BB: I didn’t have a goal, but Mike Coe was working on the Olmec site at San Lorenzo, and Robert Heizer and California people, from the University of California, were working at La Venta, and these were two major Olmec sites. And also at that time, carbon-14 had just come into being, and there were still people at the time of that Olmec conference who thought that Olmec was later than Maya. And so it was exactly the right moment to have that conference, and I think that was the main reason – not to start a series of conferences, really, but just to catch that moment and talk about it.

EB: How big – could you characterize it for us as a conference? Because my sense is that it was very different from the kind of conferences that are held today.

BB: Yeah. I had the idea – of course, again, the field was much smaller than it is now – but I had the idea that all of the people in the audience – we had an invited audience – should know just about as much about the subject as the people who were giving the papers. And I built in long discussion periods, which we taped, and we published several of those. I think that was – it was a problem to get somebody to transcribe the tape – but we published the Olmec one, and we published, I think, several later ones, and some good material came out in those published discussion periods. But that was my idea in having the small meeting, and of course, as I say, the field was so much smaller then, it was easier to do than it would be now.

EB: So this was a small group of invited scholars.

BB: Right. They were all invited. I did that all along.

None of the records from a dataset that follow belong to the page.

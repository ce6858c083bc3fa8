//! Fusing strokes that share exact endpoints into longer paths.
//!
//! The fusion decision is delegated to a [`LineMerger`]. The bundled
//! [`NodeMerger`] builds a planar node graph from stroke endpoints and joins
//! strokes through every node touched by exactly two strokes.
//!
//! Endpoints only coincide when their coordinates are identical. Unlike
//! [`concat`](super::concat), no tolerance is applied.

use super::core::Stroke;
use crate::primitives::Point2;
use log::debug;
use num_traits::Float;
use std::collections::HashMap;

/// Output of a [`LineMerger`]: either one fused line or a collection.
#[derive(Debug, Clone, PartialEq)]
pub enum Merged<F> {
    /// Everything fused into a single line.
    Single(Stroke<F>),
    /// Zero or more lines.
    Multi(Vec<Stroke<F>>),
}

impl<F> Merged<F> {
    /// Returns the lines as a collection, wrapping a single line.
    pub fn into_strokes(self) -> Vec<Stroke<F>> {
        match self {
            Merged::Single(stroke) => vec![stroke],
            Merged::Multi(strokes) => strokes,
        }
    }
}

/// A planar line-merge primitive.
///
/// Given polylines, returns polylines in which contiguous inputs have been
/// fused. Implementations decide what counts as contiguous.
pub trait LineMerger<F> {
    /// Fuses `lines` where possible.
    fn merge(&self, lines: &[Stroke<F>]) -> Merged<F>;
}

/// Merges strokes where possible, using [`NodeMerger`].
///
/// The result is always a collection, even when everything fused into a
/// single path.
///
/// # Example
///
/// ```
/// use strokes::{merge_strokes, to_strokes};
///
/// let strokes = to_strokes(vec![
///     vec![[0.0_f64, 0.0], [1.0, 1.0]],
///     vec![[1.0, 1.0], [2.0, 2.0]],
/// ])
/// .unwrap();
///
/// let merged = merge_strokes(&strokes);
/// assert_eq!(merged.len(), 1);
/// assert_eq!(merged[0].len(), 3);
/// ```
pub fn merge_strokes<F: Float>(strokes: &[Stroke<F>]) -> Vec<Stroke<F>> {
    merge_strokes_with(&NodeMerger, strokes)
}

/// Merges strokes where possible, using the given merger.
pub fn merge_strokes_with<F, M>(merger: &M, strokes: &[Stroke<F>]) -> Vec<Stroke<F>>
where
    F: Float,
    M: LineMerger<F> + ?Sized,
{
    let merged = merger.merge(strokes).into_strokes();
    debug!("merged {} strokes into {}", strokes.len(), merged.len());
    merged
}

/// Line merger keyed on exact endpoint coincidence.
///
/// * Strokes are fused through nodes of degree exactly 2. Nodes of degree 1
///   or 3+ end a path.
/// * Strokes may be traversed backwards to fuse. Each fused path is then
///   oriented so that most of its strokes keep their own direction.
/// * Rings where every node has degree 2 come out once, closed.
/// * Consecutive repeated points are dropped before building the graph.
///   Strokes that collapse to a single point (dots, zero-length strokes)
///   have no edge and pass through unchanged.
///
/// Output order follows the lowest input index among each path's strokes.
#[derive(Debug, Clone, Copy, Default)]
pub struct NodeMerger;

impl<F: Float> LineMerger<F> for NodeMerger {
    fn merge(&self, lines: &[Stroke<F>]) -> Merged<F> {
        let mut graph = NodeGraph::new(lines);
        let mut paths: Vec<(usize, Stroke<F>)> = Vec::new();

        // Dots and zero-length strokes are not part of the graph.
        for (i, line) in lines.iter().enumerate() {
            if graph.ends[i].is_none() {
                paths.push((i, line.clone()));
            }
        }

        // Paths with at least one end on a non-degree-2 node.
        for edge in 0..lines.len() {
            let Some((start, end)) = graph.ends[edge] else {
                continue;
            };
            if graph.visited[edge] {
                continue;
            }
            if graph.degree(start) != 2 {
                paths.push(graph.walk(edge, true));
            } else if graph.degree(end) != 2 {
                paths.push(graph.walk(edge, false));
            }
        }

        // Whatever is left forms isolated rings.
        for edge in 0..lines.len() {
            if graph.ends[edge].is_some() && !graph.visited[edge] {
                paths.push(graph.walk(edge, true));
            }
        }

        paths.sort_by_key(|(order, _)| *order);
        let mut merged: Vec<Stroke<F>> = paths.into_iter().map(|(_, path)| path).collect();

        if merged.len() == 1 {
            if let Some(single) = merged.pop() {
                return Merged::Single(single);
            }
        }
        Merged::Multi(merged)
    }
}

/// Bit pattern of a coordinate, with `-0.0` folded onto `0.0`.
type CoordKey = (u64, i16, i8);

/// Exact node identity of an endpoint.
type NodeKey = (CoordKey, CoordKey);

fn coord_key<F: Float>(v: F) -> CoordKey {
    if v == F::zero() {
        F::zero().integer_decode()
    } else {
        v.integer_decode()
    }
}

fn node_key<F: Float>(p: Point2<F>) -> NodeKey {
    (coord_key(p.x), coord_key(p.y))
}

/// Which end of an edge touches a node.
#[derive(Debug, Clone, Copy, PartialEq, Eq)]
enum End {
    Start,
    End,
}

/// Copies `points` without consecutive repeats.
fn dedup_points<F: Float>(points: &[Point2<F>]) -> Vec<Point2<F>> {
    let mut run = points.to_vec();
    run.dedup();
    run
}

struct NodeGraph<F> {
    /// Each stroke's points with consecutive repeats removed.
    runs: Vec<Vec<Point2<F>>>,
    /// Node ids of each edge's first and last point; `None` for strokes that
    /// collapse to a single point.
    ends: Vec<Option<(usize, usize)>>,
    /// Incident edge ends per node id. A closed edge appears twice.
    incidence: Vec<Vec<(usize, End)>>,
    visited: Vec<bool>,
}

impl<F: Float> NodeGraph<F> {
    fn new(lines: &[Stroke<F>]) -> Self {
        let mut ids: HashMap<NodeKey, usize> = HashMap::new();
        let mut incidence: Vec<Vec<(usize, End)>> = Vec::new();
        let mut ends = Vec::with_capacity(lines.len());

        let mut node_id = |p: Point2<F>, incidence: &mut Vec<Vec<(usize, End)>>| -> usize {
            *ids.entry(node_key(p)).or_insert_with(|| {
                incidence.push(Vec::new());
                incidence.len() - 1
            })
        };

        let runs: Vec<Vec<Point2<F>>> = lines
            .iter()
            .map(|line| dedup_points(line.points()))
            .collect();

        for (edge, run) in runs.iter().enumerate() {
            if run.len() < 2 {
                ends.push(None);
                continue;
            }
            let start = node_id(run[0], &mut incidence);
            let end = node_id(run[run.len() - 1], &mut incidence);
            incidence[start].push((edge, End::Start));
            incidence[end].push((edge, End::End));
            ends.push(Some((start, end)));
        }

        Self {
            runs,
            ends,
            incidence,
            visited: vec![false; lines.len()],
        }
    }

    #[inline]
    fn degree(&self, node: usize) -> usize {
        self.incidence[node].len()
    }

    /// Follows edges from `edge` through degree-2 nodes until the path ends
    /// or returns to a visited edge.
    ///
    /// Returns the lowest edge index on the path together with the fused
    /// stroke.
    fn walk(&mut self, edge: usize, forward: bool) -> (usize, Stroke<F>) {
        let mut points: Vec<Point2<F>> = Vec::new();
        let mut lowest = edge;
        let mut kept = 0usize;
        let mut flipped = 0usize;

        let mut current = Some((edge, forward));
        while let Some((edge, forward)) = current.take() {
            self.visited[edge] = true;
            lowest = lowest.min(edge);

            let line = &self.runs[edge];
            let skip = usize::from(!points.is_empty());
            if forward {
                kept += 1;
                points.extend(line.iter().skip(skip));
            } else {
                flipped += 1;
                points.extend(line.iter().rev().skip(skip));
            }

            let Some((start, end)) = self.ends[edge] else {
                break;
            };
            let node = if forward { end } else { start };
            if self.degree(node) != 2 {
                break;
            }
            current = self.incidence[node]
                .iter()
                .find(|(next, _)| !self.visited[*next])
                .map(|&(next, at)| (next, at == End::Start));
        }

        if flipped > kept {
            points.reverse();
        }
        (lowest, Stroke::from_points_unchecked(points))
    }
}
//! Benchmarks for stroke concatenation, bounding boxes and merging.

use criterion::{black_box, criterion_group, criterion_main, BenchmarkId, Criterion, Throughput};

use strokes::{bounding_box, concat, merge_strokes, Point2, Stroke};

/// Generates a random walk split into strokes of `stroke_len` points that
/// chain end to start.
fn generate_chain(num_strokes: usize, stroke_len: usize, seed: u64) -> Vec<Stroke<f64>> {
    let mut strokes = Vec::with_capacity(num_strokes);
    let mut x = 0.0;
    let mut y = 0.0;
    let mut state = seed;

    for _ in 0..num_strokes {
        let mut points = Vec::with_capacity(stroke_len);
        points.push(Point2::new(x, y));
        for _ in 1..stroke_len {
            // Simple xorshift for deterministic "random" steps
            state ^= state << 13;
            state ^= state >> 7;
            state ^= state << 17;

            let angle = (state as f64 / u64::MAX as f64) * 2.0 * std::f64::consts::PI;
            x += angle.cos() * 0.1;
            y += angle.sin() * 0.1;
            points.push(Point2::new(x, y));
        }
        strokes.push(Stroke::new(points).unwrap());
    }

    strokes
}

/// Generates short strokes on a grid; none of them touch.
fn generate_hatching(num_strokes: usize) -> Vec<Stroke<f64>> {
    (0..num_strokes)
        .map(|i| {
            let x = i as f64;
            Stroke::new(vec![Point2::new(x, 0.0), Point2::new(x, 10.0)]).unwrap()
        })
        .collect()
}

fn bench_concat(c: &mut Criterion) {
    let mut group = c.benchmark_group("concat");

    for count in [10, 100, 1000] {
        let strokes = generate_chain(count, 20, 12345);
        group.throughput(Throughput::Elements(count as u64));

        group.bench_with_input(BenchmarkId::new("chain", count), &strokes, |b, s| {
            b.iter(|| concat(black_box(s)))
        });
    }

    group.finish();
}

fn bench_bounding_box(c: &mut Criterion) {
    let mut group = c.benchmark_group("bounding_box");

    for count in [10, 100, 1000] {
        let strokes = generate_chain(count, 20, 54321);
        group.throughput(Throughput::Elements(count as u64));

        group.bench_with_input(BenchmarkId::new("collection", count), &strokes, |b, s| {
            b.iter(|| bounding_box(black_box(s)))
        });
    }

    group.finish();
}

fn bench_merge(c: &mut Criterion) {
    let mut group = c.benchmark_group("merge_strokes");

    for count in [10, 100, 1000] {
        let chain = generate_chain(count, 20, 99999);
        group.throughput(Throughput::Elements(count as u64));

        group.bench_with_input(BenchmarkId::new("chain", count), &chain, |b, s| {
            b.iter(|| merge_strokes(black_box(s)))
        });

        let hatching = generate_hatching(count);
        group.bench_with_input(BenchmarkId::new("disjoint", count), &hatching, |b, s| {
            b.iter(|| merge_strokes(black_box(s)))
        });
    }

    group.finish();
}

criterion_group!(benches, bench_concat, bench_bounding_box, bench_merge);
criterion_main!(benches);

EB: Was there a sense that this, the first conference, would be the beginning of a series, or –?

BB: Well, this was interesting, because John Thacher, the director, wrote a preface for the Olmec volume, and he said in it, mentioned something about the first pre-Columbian conference at Dumbarton Oaks, and he sent a copy to Derek Bok, the President of Harvard, just to sort of let him know –

EB: It was Pusey.

BB: Oh, I’m sorry! I’m sorry. Dear! Nathan Pusey. I’m thinking ahead.

EB: Derek Bok was later – he was a professor at Harvard for so long.

BB: No, well he came into our picture later on, but it was Nathan Pusey at that time, and Thacher sent this preface to sort of let President Pusey know what was going on, and the only comment that Pusey had was that – did we really want to call it the first conference because we might not have another one. Well, as you know as well as I do, that every year since 1965 or 6, we have had a pre-Columbian conference, and they’ve all sooner or later been published.

EB: The second conference was on Chavin. Was there a reason that that was selected? Did you see that as a – in comparison with the Olmec?

BB: Yeah, it was a good comparison with the Olmec, because it was contemporary with the Olmec, in Peru, and also there was work going on at Chavin, which was revealing a lot of new information about Chavin. Richard Lumbreras [sic: Luís G. Lumbreras] was working there, and we invited him to speak. He didn’t come – I think he had political reasons for not wanting to come – but Hernán Amat came, and that was more of a problem of getting papers for that conference than for others. But it worked well, I think. It was a good balance for Olmec and sort of a logical thing to do after Olmec, I think.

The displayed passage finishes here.